Ephraim Kamuntu (born 26 September 1945) is a Ugandan management scientist, academic, and politician who serves as the Minister of Internal Affairs and the Member of Parliament for Sheema County South in the 12th Parliament. He has previously served as the Minister of Justice and Constitutional Affairs in the Cabinet of Uganda since 14 December 2019. He also served as Minister of Water and Environment from August 2012 to June 2016. He is also an ex-officio Member of the Parliament of Uganda because of his Cabinet position.

==Background and education==
Ephraim Kamuntu was born in Sheema District on 26 September 1945. He attended Ntare School for both his O-Level (1962–1965) and his A-Level (1966–1967) education. He studied at Makerere University, Uganda's oldest university, graduating in 1971 with a Bachelor of Arts in economics, political science, and history. In 1973, he obtained a Master of Science in systems analysis from the University of Rochester, in New York State. He also earned a Master of Arts in management science and business administration, from the University of Massachusetts.

==Career==
At some point after Idi Amin took power in Uganda in 1971, Kamuntu became part of the exile-based Save Uganda Movement, a militant group attempting to overthrow Amin.
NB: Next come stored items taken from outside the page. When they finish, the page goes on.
//! Tool handler trait and call results.
//!
//! Every tool in `definitions/` implements [`ToolHandler`]. The registry
//! validates arguments against the tool's descriptor before calling it, so a
//! handler only has to deserialize them into its typed params.

use serde::de::DeserializeOwned;
use serde::{Deserialize, Serialize};

use super::error::{ToolError, ToolResult};

/// Named arguments of a tool call.
pub type Arguments = serde_json::Map<String, serde_json::Value>;

/// Output from a tool execution, as shown to the caller.
#[derive(Debug, Clone, PartialEq, Serialize, Deserialize)]
pub struct ToolOutput {
    /// Text returned to the caller.
    pub text: String,

    /// Whether the text describes a failure.
    pub is_error: bool,
}

impl ToolOutput {
    /// Create a successful tool output.
    pub fn success(text: impl Into<String>) -> Self {
        Self {
            text: text.into(),
            is_error: false,
        }
    }

    /// Create a failed tool output.
    pub fn failure(text: impl Into<String>) -> Self {
        Self {
            text: text.into(),
            is_error: true,
        }
    }

    /// Map an invocation result to caller-facing output.
    ///
    /// `NotFound` is a valid empty answer and renders as success. An unknown
    /// tool is a protocol-level fault and is handed back unchanged.
    pub fn from_result(result: ToolResult<String>) -> Result<Self, ToolError> {
        match result {
            Ok(text) => Ok(Self::success(text)),
            Err(err @ ToolError::UnknownTool(_)) => Err(err),
            Err(ToolError::NotFound(message)) => Ok(Self::success(message)),
            Err(err) => Ok(Self::failure(err.render())),
        }
    }
}

/// Trait implemented by every tool.
#[async_trait::async_trait]
pub trait ToolHandler: Send + Sync {
    /// Execute the tool with validated, default-filled arguments.
    async fn call(&self, arguments: Arguments) -> ToolResult<String>;
}

/// Deserialize validated arguments into a tool's params struct.
pub fn parse_arguments<P: DeserializeOwned>(arguments: Arguments) -> ToolResult<P> {
    serde_json::from_value(serde_json::Value::Object(arguments))
        .map_err(|e| ToolError::invalid_arguments(e.to_string()))
}

/// Implement [`ToolHandler`] for a tool exposing `execute(&self, Params)`.
macro_rules! impl_tool_handler {
    ($tool:ty, $params:ty) => {
        #[async_trait::async_trait]
        impl $crate::domains::tools::handlers::ToolHandler for $tool {
            async fn call(
                &self,
                arguments: $crate::domains::tools::handlers::Arguments,
            ) -> $crate::domains::tools::error::ToolResult<String> {
                let params: $params =
                    $crate::domains::tools::handlers::parse_arguments(arguments)?;
                self.execute(params).await
            }
        }
    };
}

pub(crate) use impl_tool_handler;

#[cfg(test)]
mod tests {
    use super::*;
    use serde_json::json;

    #[derive(Debug, Deserialize)]
    struct Params {
        name: String,
        #[serde(default)]
        count: Option<u32>,
    }

    #[test]
    fn test_parse_arguments() {
        let args = json!({ "name": "Spring", "count": 3 }).as_object().cloned().unwrap();
        let params: Params = parse_arguments(args).unwrap();
        assert_eq!(params.name, "Spring");
        assert_eq!(params.count, Some(3));

        let args = json!({ "count": 3 }).as_object().cloned().unwrap();
        let err = parse_arguments::<Params>(args).unwrap_err();
        assert!(matches!(err, ToolError::InvalidArguments(_)));
    }

    #[test]
    fn test_output_from_result() {
        assert_eq!(
            ToolOutput::from_result(Ok("done".to_string())).unwrap(),
            ToolOutput::success("done")
        );
        assert_eq!(
            ToolOutput::from_result(Err(ToolError::not_found("No ads found."))).unwrap(),
            ToolOutput::success("No ads found.")
        );

        let output =
            ToolOutput::from_result(Err(ToolError::platform("Budget amount is too low.")))
                .unwrap();
        assert!(output.is_error);
        assert_eq!(output.text, "Google Ads API Error:\nError: Budget amount is too low.");

        let err = ToolOutput::from_result(Err(ToolError::unknown_tool("nope"))).unwrap_err();
        assert_eq!(err, ToolError::UnknownTool("nope".to_string()));
    }

    struct Greeter;

    impl Greeter {
        async fn execute(&self, params: Params) -> ToolResult<String> {
            Ok(format!("{} x{}", params.name, params.count.unwrap_or(1)))
        }
    }

    impl_tool_handler!(Greeter, Params);

    #[test]
    fn test_macro_parses_then_executes() {
        let args = json!({ "name": "Spring" }).as_object().cloned().unwrap();
        let text = tokio_test::block_on(Greeter.call(args)).unwrap();
        assert_eq!(text, "Spring x1");

        let args = json!({ "name": 7 }).as_object().cloned().unwrap();
        let err = tokio_test::block_on(Greeter.call(args)).unwrap_err();
        assert!(matches!(err, ToolError::InvalidArguments(_)));
    }
}
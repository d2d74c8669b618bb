//! Keyword tools: listing, batched additions and performance.

use schemars::JsonSchema;
use serde::Deserialize;
use tracing::{info, instrument};

use super::common;
use crate::domains::ads::AdsContext;
use crate::domains::ads::codec::{dollars_to_micros, format_money, split_list};
use crate::domains::ads::mutation::{
    AdGroupCriterion, CampaignCriterion, KeywordInfo, MutateRequest, Operation, ResourcePath,
};
use crate::domains::ads::query::{Comparison, DateRange, Direction, Literal, Predicate, Query};
use crate::domains::ads::row::PlatformRow;
use crate::domains::ads::types::{CustomerId, EntityId, EntityStatus, MatchType};
use crate::domains::tools::descriptor::{ParamKind, ParamSpec, ToolDescriptor};
use crate::domains::tools::error::{ToolError, ToolResult};
use crate::domains::tools::format::{cost_cpc_conversions_line, report, traffic_line};
use crate::domains::tools::handlers::impl_tool_handler;

/// Row cap of the keyword performance report.
pub const KEYWORD_REPORT_LIMIT: u32 = 50;

// ============================================================================
// list_keywords
// ============================================================================

#[derive(Debug, Clone, Deserialize, JsonSchema)]
pub struct ListKeywordsParams {
    #[schemars(description = "Google Ads customer ID (dashes are optional)")]
    pub customer_id: CustomerId,

    #[schemars(description = "Ad group ID")]
    pub ad_group_id: EntityId,

    #[schemars(description = "Only return keywords with this status")]
    pub status_filter: Option<EntityStatus>,
}

pub struct ListKeywordsTool {
    ads: AdsContext,
}

impl ListKeywordsTool {
    pub const NAME: &'static str = "list_keywords";
    pub const DESCRIPTION: &'static str =
        "List the keywords of an ad group with match type, status and effective CPC bid.";

    const FIELDS: &'static [&'static str] = &[
        "ad_group_criterion.criterion_id",
        "ad_group_criterion.keyword.text",
        "ad_group_criterion.keyword.match_type",
        "ad_group_criterion.status",
        "ad_group_criterion.effective_cpc_bid_micros",
    ];

    pub fn new(ads: AdsContext) -> Self {
        Self { ads }
    }

    pub fn descriptor() -> ToolDescriptor {
        ToolDescriptor::new::<ListKeywordsParams>(Self::NAME, Self::DESCRIPTION)
            .param(common::customer_id())
            .param(common::ad_group_id())
            .param(common::status_filter())
    }

    pub fn query(params: &ListKeywordsParams) -> Query {
        Query::select(Self::FIELDS)
            .from("ad_group_criterion")
            .filter(Predicate::id_eq("ad_group.id", params.ad_group_id))
            .filter(Predicate::new(
                "ad_group_criterion.type",
                Comparison::Eq,
                Literal::Enum("KEYWORD"),
            ))
            .filter_opt(
                params
                    .status_filter
                    .map(|s| Predicate::status_eq("ad_group_criterion.status", s)),
            )
    }

    fn render_row(row: &PlatformRow) -> String {
        format!(
            "[{}] {}\n  ID: {} | Status: {} | CPC Bid: {}",
            row.enum_name("ad_group_criterion.keyword.match_type"),
            row.text_or("ad_group_criterion.keyword.text", ""),
            row.text_or("ad_group_criterion.criterion_id", "?"),
            row.enum_name("ad_group_criterion.status"),
            format_money(row.int("ad_group_criterion.effective_cpc_bid_micros")),
        )
    }

    #[instrument(skip_all, fields(customer = %params.customer_id, ad_group = %params.ad_group_id))]
    pub async fn execute(&self, params: ListKeywordsParams) -> ToolResult<String> {
        info!("Listing keywords");

        let rows = self
            .ads
            .search
            .search(&params.customer_id, &Self::query(&params))
            .await?;
        if rows.is_empty() {
            return Err(ToolError::not_found(format!(
                "No keywords found in ad group {}.",
                params.ad_group_id
            )));
        }

        let blocks: Vec<String> = rows.iter().map(Self::render_row).collect();
        Ok(report(format!("Keywords in Ad Group {}", params.ad_group_id), &blocks))
    }
}

impl_tool_handler!(ListKeywordsTool, ListKeywordsParams);

// ============================================================================
// add_keywords
// ============================================================================

#[derive(Debug, Clone, Deserialize, JsonSchema)]
pub struct AddKeywordsParams {
    #[schemars(description = "Google Ads customer ID (dashes are optional)")]
    pub customer_id: CustomerId,

    #[schemars(description = "Ad group ID")]
    pub ad_group_id: EntityId,

    #[schemars(description = "Comma-separated keywords, e.g. \"rain jacket, waterproof parka\"")]
    pub keywords: String,

    #[schemars(description = "Match type for every keyword (default: PHRASE)")]
    #[serde(default = "common::default_match_type")]
    pub match_type: MatchType,

    #[schemars(description = "Max CPC bid; the ad group default applies when omitted")]
    pub cpc_bid_dollars: Option<f64>,
}

pub struct AddKeywordsTool {
    ads: AdsContext,
}

impl AddKeywordsTool {
    pub const NAME: &'static str = "add_keywords";
    pub const DESCRIPTION: &'static str =
        "Add comma-separated keywords to an ad group in a single all-or-nothing batch.";

    pub fn new(ads: AdsContext) -> Self {
        Self { ads }
    }

    pub fn descriptor() -> ToolDescriptor {
        ToolDescriptor::new::<AddKeywordsParams>(Self::NAME, Self::DESCRIPTION)
            .param(common::customer_id())
            .param(common::ad_group_id())
            .param(common::text("keywords"))
            .param(
                ParamSpec::new("match_type", ParamKind::MatchType)
                    .with_default(common::default_match_type().as_str()),
            )
            .param(common::number("cpc_bid_dollars"))
    }

    #[instrument(skip_all, fields(customer = %params.customer_id, ad_group = %params.ad_group_id))]
    pub async fn execute(&self, params: AddKeywordsParams) -> ToolResult<String> {
        let keywords = split_list(&params.keywords, ',')?;
        let cpc_bid_micros = params.cpc_bid_dollars.map(dollars_to_micros).transpose()?;
        let ad_group = ResourcePath::ad_group(&params.customer_id, params.ad_group_id);

        let operations = keywords
            .iter()
            .map(|text| {
                Operation::create(AdGroupCriterion {
                    ad_group: Some(ad_group.clone()),
                    status: Some(EntityStatus::Enabled),
                    keyword: Some(KeywordInfo {
                        text: text.clone(),
                        match_type: params.match_type,
                    }),
                    cpc_bid_micros,
                })
            })
            .collect();

        info!("Adding {} keyword(s) as {}", keywords.len(), params.match_type);
        let added = self
            .ads
            .mutate
            .mutate(&params.customer_id, MutateRequest::AdGroupCriteria(operations))
            .await?
            .len();

        let lines: Vec<String> = keywords
            .iter()
            .map(|k| format!("  [{}] {}", params.match_type, k))
            .collect();
        Ok(format!(
            "Added {} keyword(s) to ad group {}:\n{}",
            added,
            params.ad_group_id,
            lines.join("\n")
        ))
    }
}

impl_tool_handler!(AddKeywordsTool, AddKeywordsParams);

// ============================================================================
// add_negative_keywords
// ============================================================================

#[derive(Debug, Clone, Deserialize, JsonSchema)]
pub struct AddNegativeKeywordsParams {
    #[schemars(description = "Google Ads customer ID (dashes are optional)")]
    pub customer_id: CustomerId,

    #[schemars(description = "Campaign ID")]
    pub campaign_id: EntityId,

    #[schemars(description = "Comma-separated negative keywords")]
    pub keywords: String,
}

pub struct AddNegativeKeywordsTool {
    ads: AdsContext,
}

impl AddNegativeKeywordsTool {
    pub const NAME: &'static str = "add_negative_keywords";
    pub const DESCRIPTION: &'static str =
        "Add comma-separated broad-match negative keywords to a campaign to prevent wasted spend.";

    pub fn new(ads: AdsContext) -> Self {
        Self { ads }
    }

    pub fn descriptor() -> ToolDescriptor {
        ToolDescriptor::new::<AddNegativeKeywordsParams>(Self::NAME, Self::DESCRIPTION)
            .param(common::customer_id())
            .param(common::campaign_id())
            .param(common::text("keywords"))
    }

    #[instrument(skip_all, fields(customer = %params.customer_id, campaign = %params.campaign_id))]
    pub async fn execute(&self, params: AddNegativeKeywordsParams) -> ToolResult<String> {
        let keywords = split_list(&params.keywords, ',')?;
        let campaign = ResourcePath::campaign(&params.customer_id, params.campaign_id);

        let operations = keywords
            .iter()
            .map(|text| {
                Operation::create(CampaignCriterion {
                    campaign: Some(campaign.clone()),
                    negative: Some(true),
                    keyword: Some(KeywordInfo {
                        text: text.clone(),
                        match_type: MatchType::Broad,
                    }),
                })
            })
            .collect();

        info!("Adding {} negative keyword(s)", keywords.len());
        let added = self
            .ads
            .mutate
            .mutate(&params.customer_id, MutateRequest::CampaignCriteria(operations))
            .await?
            .len();

        let lines: Vec<String> = keywords.iter().map(|k| format!("  - {k}")).collect();
        Ok(format!(
            "Added {} negative keyword(s) to campaign {}:\n{}",
            added,
            params.campaign_id,
            lines.join("\n")
        ))
    }
}

impl_tool_handler!(AddNegativeKeywordsTool, AddNegativeKeywordsParams);

// ============================================================================
// get_keyword_performance
// ============================================================================

#[derive(Debug, Clone, Deserialize, JsonSchema)]
pub struct GetKeywordPerformanceParams {
    #[schemars(description = "Google Ads customer ID (dashes are optional)")]
    pub customer_id: CustomerId,

    #[schemars(description = "Campaign ID")]
    pub campaign_id: EntityId,

    #[schemars(
        description = "LAST_7_DAYS, LAST_30_DAYS, THIS_MONTH, LAST_MONTH, or YYYY-MM-DD,YYYY-MM-DD"
    )]
    #[serde(default)]
    pub date_range: DateRange,
}

pub struct GetKeywordPerformanceTool {
    ads: AdsContext,
}

impl GetKeywordPerformanceTool {
    pub const NAME: &'static str = "get_keyword_performance";
    pub const DESCRIPTION: &'static str =
        "Keyword-level performance of a campaign, highest cost first (top 50).";

    const FIELDS: &'static [&'static str] = &[
        "ad_group_criterion.keyword.text",
        "ad_group_criterion.keyword.match_type",
        "ad_group.name",
        "metrics.impressions",
        "metrics.clicks",
        "metrics.ctr",
        "metrics.average_cpc",
        "metrics.cost_micros",
        "metrics.conversions",
        "ad_group_criterion.quality_info.quality_score",
    ];

    pub fn new(ads: AdsContext) -> Self {
        Self { ads }
    }

    pub fn descriptor() -> ToolDescriptor {
        ToolDescriptor::new::<GetKeywordPerformanceParams>(Self::NAME, Self::DESCRIPTION)
            .param(common::customer_id())
            .param(common::campaign_id())
            .param(common::date_range())
    }

    pub fn query(params: &GetKeywordPerformanceParams) -> Query {
        Query::select(Self::FIELDS)
            .from("keyword_view")
            .filter(Predicate::id_eq("campaign.id", params.campaign_id))
            .date_range(&params.date_range)
            .order_by("metrics.cost_micros", Direction::Desc)
            .limit(KEYWORD_REPORT_LIMIT)
    }

    fn render_row(row: &PlatformRow) -> String {
        let quality = match row.int("ad_group_criterion.quality_info.quality_score") {
            0 => "N/A".to_string(),
            score => score.to_string(),
        };
        format!(
            "[{}] {} (Ad Group: {})\n  {}\n  {}\n  Quality Score: {}",
            row.enum_name("ad_group_criterion.keyword.match_type"),
            row.text_or("ad_group_criterion.keyword.text", ""),
            row.text_or("ad_group.name", ""),
            traffic_line(row),
            cost_cpc_conversions_line(row),
            quality,
        )
    }

    #[instrument(skip_all, fields(customer = %params.customer_id, campaign = %params.campaign_id))]
    pub async fn execute(&self, params: GetKeywordPerformanceParams) -> ToolResult<String> {
        info!("Keyword performance for {}", params.date_range);

        let rows = self
            .ads
            .search
            .search(&params.customer_id, &Self::query(&params))
            .await?;
        if rows.is_empty() {
            return Err(ToolError::not_found(format!(
                "No keyword data found for campaign {}.",
                params.campaign_id
            )));
        }

        let blocks: Vec<String> = rows.iter().map(Self::render_row).collect();
        Ok(report(format!("Keyword Performance ({})", params.date_range), &blocks))
    }
}

impl_tool_handler!(GetKeywordPerformanceTool, GetKeywordPerformanceParams);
Kamuntu lectured at Nairobi University in 1978. He lectured in Makerere University's Faculty of Commerce before it was shifted to the current Makerere University Business School in Nakawa. From 1992 until 1995, Kamuntu served as the chairman and managing director of Nile Bank Limited, a private commercial bank in Uganda. Between 1995 and 1997, he worked as a private consultant. From 1997 until 2001, he served as the National Coordinator for the Private Sector Development Program of the Ugandan Government. He entered politics in 2001, contesting for the parliamentary seat of Sheema County South, Bushenyi District. He was elected and was re-elected in 2006.

On 1 June 2006, he was appointed Minister of State for Industry. On 16 February 2009, he was reassigned as State Minister of Finance for Planning. In the cabinet reshuffle of 27 May 2011, he was promoted to full cabinet minister and assigned the Ministry of Tourism, Wildlife and Heritage, serving in that position until he was appointed as Minister of Water and Environment on 15 August 2012. Kamuntu was made Minister of Tourism, Wildlife and Antiquities on 6 June 2016.

After losing his parliamentary seat in 2021, Kamuntu successfully reclaimed the National Resistance Movement (NRM) flag and won back the Sheema County South constituency during the 2026 general elections, officially taking his oath on 13 May 2026. Following his return to the 12th Parliament, President Yoweri Museveni reappointed him to the cabinet as the Minister of Internal Affairs on 26 May 2026, making him one of the senior-most members of the 2026–2031 cabinet.

==Personal details==
Ephraim Kamuntu was married to Ida Kamuntu, who died in May 2015.